Globally, the overall value of society is currently in a transition from tangible to intangible, and intellectual property rights, including patents, are at the center of this trend. Disputes over intellectual property rights are characterized by the ambiguity of value judgments arising from the fact that the object of value is intangible, and it is self-evident that they require a high degree of specialized knowledge in the field compared to traditional disputes. From this perspective, the expansion of the scope of the right of representation for patent attorneys is necessary to reflect the global trend.
Furthermore, the expansion of the right to represent patent attorneys in litigation will greatly contribute to strengthening the competitiveness of Korean companies.
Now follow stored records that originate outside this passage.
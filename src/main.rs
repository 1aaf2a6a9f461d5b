use std::sync::Arc;

use tower_http::trace::TraceLayer;
use tracing::{info, warn};
use tracing_subscriber::{layer::SubscriberExt, util::SubscriberInitExt};

use newsstand::config::Config;
use newsstand::db::Database;
use newsstand::fetcher::Fetcher;
use newsstand::routes::{self, AppState};

#[tokio::main]
async fn main() -> anyhow::Result<()> {
    // Initialize logging
    tracing_subscriber::registry()
        .with(
            tracing_subscriber::EnvFilter::try_from_default_env()
                .unwrap_or_else(|_| "newsstand=info,tower_http=debug".into()),
        )
        .with(tracing_subscriber::fmt::layer())
        .init();

    // Load configuration
    let config_path =
        std::env::var("NEWSSTAND_CONFIG").unwrap_or_else(|_| "newsstand.toml".to_string());
    let config = Config::load_or_default(&config_path)?;
    info!("Loaded configuration from {}", config_path);

    // Initialize database
    let database_url =
        std::env::var("DATABASE_URL").unwrap_or_else(|_| config.database_url.clone());
    let db = Database::new(&database_url).await?;
    db.initialize().await?;
    info!("Database initialized");

    let db = Arc::new(db);
    let fetcher = Arc::new(Fetcher::new(db.clone(), &config.fetch)?);

    // Subscribe to configured feeds
    for url in &config.feeds {
        match fetcher.add_feed(url).await {
            Ok(true) => info!("Subscribed to configured feed {}", url),
            Ok(false) => {}
            Err(e) => warn!("Could not add configured feed {}: {}", url, e),
        }
    }

    let state = Arc::new(AppState {
        db: db.clone(),
        fetcher: fetcher.clone(),
    });

    let app = routes::app(state).layer(TraceLayer::new_for_http());

    // Start server
    let listener = tokio::net::TcpListener::bind(&config.listen_addr).await?;
    info!("Server starting on http://{}", config.listen_addr);

    axum::serve(listener, app).await?;

    Ok(())
}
In particular, SMEs and startups will be able to utilize the expertise of patent attorneys to respond more efficiently and effectively to patent disputes. This, in turn, will promote the development and innovation of Korea’s industries.
Therefore, legal and institutional reforms are needed to recognize the right of patent attorneys to represent clients in civil courts, which will be an important turning point in the protection of IPRs and the resolution of related disputes. As the expertise of patent attorneys can be utilized in patent disputes, it is urgent to actively consider and introduce such a system.